Links on Rona #2
This was easily a late April 2020 roundup, stuck in BBEdit, which may still be vaguely relevant.
- What the Proponents of ‘Natural’ Herd Immunity Don’t Say – Vaccination levels need to stay about the transmissibility. Immunity has to last. Percentage of fatal infections are high, so a lot of potential deaths. And when herd immunity is achieved, only then do things start slowing down.
- Yotam Ottolenghi: We will reopen after coronavirus – and here’s how – Lovely food in London, he wants to ensure no losses in the supply chain, how will we handle communal dining, and the magic of eating out can’t diminish, amongst a handful of other points he makes. I agree with most of them.
- Coronavirus lockdown: set free healthy over‑70s, say doctors – longer lockdowns for the elderly, yet they want out.
- Coronavirus: obese people at greater risk of death and may stay infectious for longer – 37% higher death rate in overweight patients, 38% of those admitted in ICUs are obese, and a similar pattern is shown in America. Worries me, as half of Malaysian’s are overweight and obese.
- The science is becoming clear: lockdowns are no longer the right medicine – Covid-19 more common than we presume, due to asymptomatic nature or mild symptoms? Far less lethal than we feared, once corrections for large number of undetected cases? Given that the risk of dying from Covid-19 is low, politicians can assure the public that our worst fears are over. Another consequence is that a lockdown is no longer a proportionate response, particularly given its profound negative impact: massive unemployment and increases in domestic violence, mental health problems and child abuse, as well as deaths caused by delayed or cancelled medical treatment.
- Lockdown: I’m not sure existing through these benighted months counts as living. So are we saving lives?

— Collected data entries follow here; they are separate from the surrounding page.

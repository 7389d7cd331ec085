//! Raft log persistence over a key-value engine
//!
//! Layout inside the engine:
//! - `raft_term`, `raft_vote`: JSON scalars
//! - `raft_log_<index>`: one JSON row per entry, index zero-padded so the
//!   engine's prefix scan returns entries in index order
//! - `raft_snapshot`: the latest snapshot (metadata + blob)

use std::sync::Arc;

use crate::core::raft_core::LogEntry;
use crate::core::snapshot::Snapshot;

use super::engine::KvEngine;
use super::{LogStore, StorageError};

const TERM_KEY: &[u8] = b"raft_term";
const VOTE_KEY: &[u8] = b"raft_vote";
const SNAPSHOT_KEY: &[u8] = b"raft_snapshot";
const LOG_PREFIX: &[u8] = b"raft_log_";

fn entry_key(index: u64) -> Vec<u8> {
    format!("raft_log_{:020}", index).into_bytes()
}

fn codec_err<E: std::fmt::Display>(err: E) -> StorageError {
    StorageError::Codec(err.to_string())
}

/// `LogStore` implementation over any key-value engine.
pub struct KvLogStore {
    engine: Arc<dyn KvEngine>,
}

impl KvLogStore {
    pub fn new(engine: Arc<dyn KvEngine>) -> Self {
        KvLogStore { engine }
    }
}

impl LogStore for KvLogStore {
    fn load_term(&self) -> Result<u64, StorageError> {
        match self.engine.get(TERM_KEY)? {
            Some(bytes) => serde_json::from_slice(&bytes).map_err(codec_err),
            None => Ok(0),
        }
    }

    fn save_term(&mut self, term: u64) -> Result<(), StorageError> {
        let bytes = serde_json::to_vec(&term).map_err(codec_err)?;
        Ok(self.engine.put(TERM_KEY, &bytes)?)
    }

    fn load_voted_for(&self) -> Result<Option<u64>, StorageError> {
        match self.engine.get(VOTE_KEY)? {
            Some(bytes) => serde_json::from_slice(&bytes).map_err(codec_err),
            None => Ok(None),
        }
    }

    fn save_voted_for(&mut self, voted_for: Option<u64>) -> Result<(), StorageError> {
        let bytes = serde_json::to_vec(&voted_for).map_err(codec_err)?;
        Ok(self.engine.put(VOTE_KEY, &bytes)?)
    }

    fn load_log(&self) -> Result<Vec<LogEntry>, StorageError> {
        let kvs = self.engine.prefix_scan(LOG_PREFIX)?;
        kvs.into_iter()
            .map(|(_, v)| serde_json::from_slice(&v).map_err(codec_err))
            .collect()
    }

    fn append_entries(&mut self, entries: &[LogEntry]) -> Result<(), StorageError> {
        for entry in entries {
            let bytes = serde_json::to_vec(entry).map_err(codec_err)?;
            self.engine.put(&entry_key(entry.index), &bytes)?;
        }
        Ok(())
    }

    fn truncate_from(&mut self, from_index: u64) -> Result<(), StorageError> {
        let kvs = self.engine.prefix_scan(LOG_PREFIX)?;
        for (key, value) in kvs {
            let entry: LogEntry = serde_json::from_slice(&value).map_err(codec_err)?;
            if entry.index >= from_index {
                self.engine.delete(&key)?;
            }
        }
        Ok(())
    }

    fn compact_until(&mut self, before_index: u64) -> Result<(), StorageError> {
        let kvs = self.engine.prefix_scan(LOG_PREFIX)?;
        for (key, value) in kvs {
            let entry: LogEntry = serde_json::from_slice(&value).map_err(codec_err)?;
            if entry.index < before_index {
                self.engine.delete(&key)?;
            }
        }
        Ok(())
    }

    fn load_snapshot(&self) -> Result<Option<Snapshot>, StorageError> {
        match self.engine.get(SNAPSHOT_KEY)? {
            Some(bytes) => serde_json::from_slice(&bytes).map(Some).map_err(codec_err),
            None => Ok(None),
        }
    }

    fn save_snapshot(&mut self, snapshot: &Snapshot) -> Result<(), StorageError> {
        let bytes = serde_json::to_vec(snapshot).map_err(codec_err)?;
        Ok(self.engine.put(SNAPSHOT_KEY, &bytes)?)
    }
}

#[cfg(test)]
mod tests {
    use super::*;
    use crate::core::snapshot::SnapshotMetadata;
    use crate::storage::engine::MemEngine;

    fn entry(index: u64, term: u64) -> LogEntry {
        LogEntry {
            term,
            index,
            command: format!("cmd-{}", index).into_bytes(),
        }
    }

    fn new_store() -> KvLogStore {
        KvLogStore::new(Arc::new(MemEngine::new()))
    }

    #[test]
    fn test_term_and_vote_round_trip() {
        let mut store = new_store();

        assert_eq!(store.load_term().unwrap(), 0);
        assert_eq!(store.load_voted_for().unwrap(), None);

        store.save_term(7).unwrap();
        store.save_voted_for(Some(3)).unwrap();
        assert_eq!(store.load_term().unwrap(), 7);
        assert_eq!(store.load_voted_for().unwrap(), Some(3));

        store.save_voted_for(None).unwrap();
        assert_eq!(store.load_voted_for().unwrap(), None);
    }

    #[test]
    fn test_log_append_ordered() {
        let mut store = new_store();

        // Append out of call order; scan order must still be index order
        store.append_entries(&[entry(1, 1), entry(2, 1)]).unwrap();
        store.append_entries(&[entry(3, 2)]).unwrap();

        let log = store.load_log().unwrap();
        assert_eq!(log.len(), 3);
        assert_eq!(log[0].index, 1);
        assert_eq!(log[2].index, 3);
        assert_eq!(log[2].term, 2);
    }

    #[test]
    fn test_log_padding_beyond_single_digit() {
        let mut store = new_store();
        for i in 1..=12 {
            store.append_entries(&[entry(i, 1)]).unwrap();
        }
        let log = store.load_log().unwrap();
        // Without zero padding, index 10 would sort before index 2
        let indices: Vec<u64> = log.iter().map(|e| e.index).collect();
        assert_eq!(indices, (1..=12).collect::<Vec<u64>>());
    }

    #[test]
    fn test_truncate_and_compact() {
        let mut store = new_store();
        for i in 1..=5 {
            store.append_entries(&[entry(i, 1)]).unwrap();
        }

        store.truncate_from(4).unwrap();
        let log = store.load_log().unwrap();
        assert_eq!(log.last().unwrap().index, 3);

        store.compact_until(3).unwrap();
        let log = store.load_log().unwrap();
        assert_eq!(log.len(), 1);
        assert_eq!(log[0].index, 3);
    }

    #[test]
    fn test_snapshot_round_trip() {
        let mut store = new_store();
        assert!(store.load_snapshot().unwrap().is_none());

        let snapshot = Snapshot {
            metadata: SnapshotMetadata {
                last_included_index: 9,
                last_included_term: 2,
            },
            data: vec![1, 2, 3],
        };
        store.save_snapshot(&snapshot).unwrap();

        let loaded = store.load_snapshot().unwrap().unwrap();
        assert_eq!(loaded.metadata.last_included_index, 9);
        assert_eq!(loaded.metadata.last_included_term, 2);
        assert_eq!(loaded.data, vec![1, 2, 3]);
    }
}
//! Client HTTP API for the metadata service
//!
//! - `POST /meta/command`: submit a request (topology or catalog op)
//! - `GET  /meta/leader`: leader hint for client-side redirect
//! - `GET  /meta/status`: node status for operators

use std::sync::Arc;

use axum::{
    extract::State,
    routing::{get, post},
    Json, Router,
};
use serde::{Deserialize, Serialize};

use crate::core::raft_core::RaftState;
use crate::core::raft_node::SharedCore;
use crate::meta::{MetaRequest, MetaResponse, MetaServer};

/// State for the client HTTP handlers
#[derive(Clone)]
pub struct ClientState {
    pub server: Arc<MetaServer>,
    pub core: SharedCore,
}

/// Response for leader query
#[derive(Debug, Clone, Serialize, Deserialize)]
pub struct LeaderResponse {
    pub leader_id: Option<u64>,
    pub node_id: u64,
    pub is_leader: bool,
}

/// Response for status query
#[derive(Debug, Clone, Serialize, Deserialize)]
pub struct StatusResponse {
    pub node_id: u64,
    pub state: String,
    pub term: u64,
    pub leader_id: Option<u64>,
    pub commit_index: u64,
    pub last_applied: u64,
    pub log_length: u64,
}

/// Create an axum router for the client-facing API
pub fn create_meta_router(server: Arc<MetaServer>, core: SharedCore) -> Router {
    let state = ClientState { server, core };
    Router::new()
        .route("/meta/command", post(handle_command))
        .route("/meta/leader", get(handle_leader))
        .route("/meta/status", get(handle_status))
        .with_state(state)
}

/// Handle POST /meta/command: full propose/replicate/apply flow
async fn handle_command(
    State(state): State<ClientState>,
    Json(request): Json<MetaRequest>,
) -> Json<MetaResponse> {
    Json(state.server.submit(request).await)
}

/// Handle GET /meta/leader
async fn handle_leader(State(state): State<ClientState>) -> Json<LeaderResponse> {
    let core = state.core.lock().await;
    Json(LeaderResponse {
        leader_id: core.leader_id(),
        node_id: core.id,
        is_leader: core.state == RaftState::Leader,
    })
}

/// Handle GET /meta/status
async fn handle_status(State(state): State<ClientState>) -> Json<StatusResponse> {
    let core = state.core.lock().await;
    Json(StatusResponse {
        node_id: core.id,
        state: format!("{:?}", core.state),
        term: core.current_term,
        leader_id: core.leader_id(),
        commit_index: core.commit_index,
        last_applied: core.last_applied,
        log_length: core.log_count() as u64,
    })
}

- Rich People’s Problems: tales of domestic squalor in lockdown – no domestic help, “When this is all over, the amount of money we spend and where we spend it is likely to change.” Lockdown “haves” are those with gardens, a half decent wine cellar and a dog or two for on-demand social contact. Trappings such as sports cars, watches, black cards, bling, boats, private jets and club memberships are somewhat superfluous to our existence now. Many avenues for spending money are also closed off (as someone whose social life revolved around going out for lunch and dinner, it’s been tough).
- Contact tracing: Singapore Built a Coronavirus App, but It Hasn’t Worked So Far, UK snubs Apple-Google coronavirus app API, insists on British control of data, promises to protect privacy, Tech and Covid-19: open source needed for acceptance and success of contact tracing apps, Malaysiakini: Prominent journal urges for public consultation on contact tracing apps, Show evidence that apps for COVID-19 contact-tracing are secure and effective, Five things we need to do to make contact tracing really work (hire manual tracers, protect privacy, ensure wide coverage, accept that technology alone does not solve all, do it now), Bruce Schneier’s Me on COVID-19 Contact Tracing Apps, Can We Track COVID-19 and Protect Privacy at the Same Time?,
- Half of world’s workers ‘at immediate risk of losing livelihood due to coronavirus’ – 1.6 billion people affected according to the International Labour Organization (ILO).
- The Case For Ending Lockdown
- Is it acceptable for government to be dishonest at a time like this? But the government needs to figure out a way of being open about the unpredictability of the current situation. Part of the dishonesty we’re witnessing seems to be a covering-up of the fact that nobody in government actually knows what the best way is to handle this pandemic – pretty understandable given that there are no very obvious answers yet and that even the scientists don’t fully know what’s going on. We can understand why leaders might feel admitting their own confusion is destabilising, and why they might want to boost morale and deliver straightforward messages. An indisputable tension lies between a government being open and candid about the fact that it is not sure what it is doing, and maintaining authority. But we think it would probably be better for the long-term health of society, rather than just the current crisis, if they could at least acknowledge some of the trade-offs they are grappling with, and let us into their thinking a little.
- Why New Restaurants Are Still, Somehow, Opening During the Pandemic
- A Coronavirus Chronicle – Twenty-four hours at the epicenter of the pandemic. – photojournalism at its best.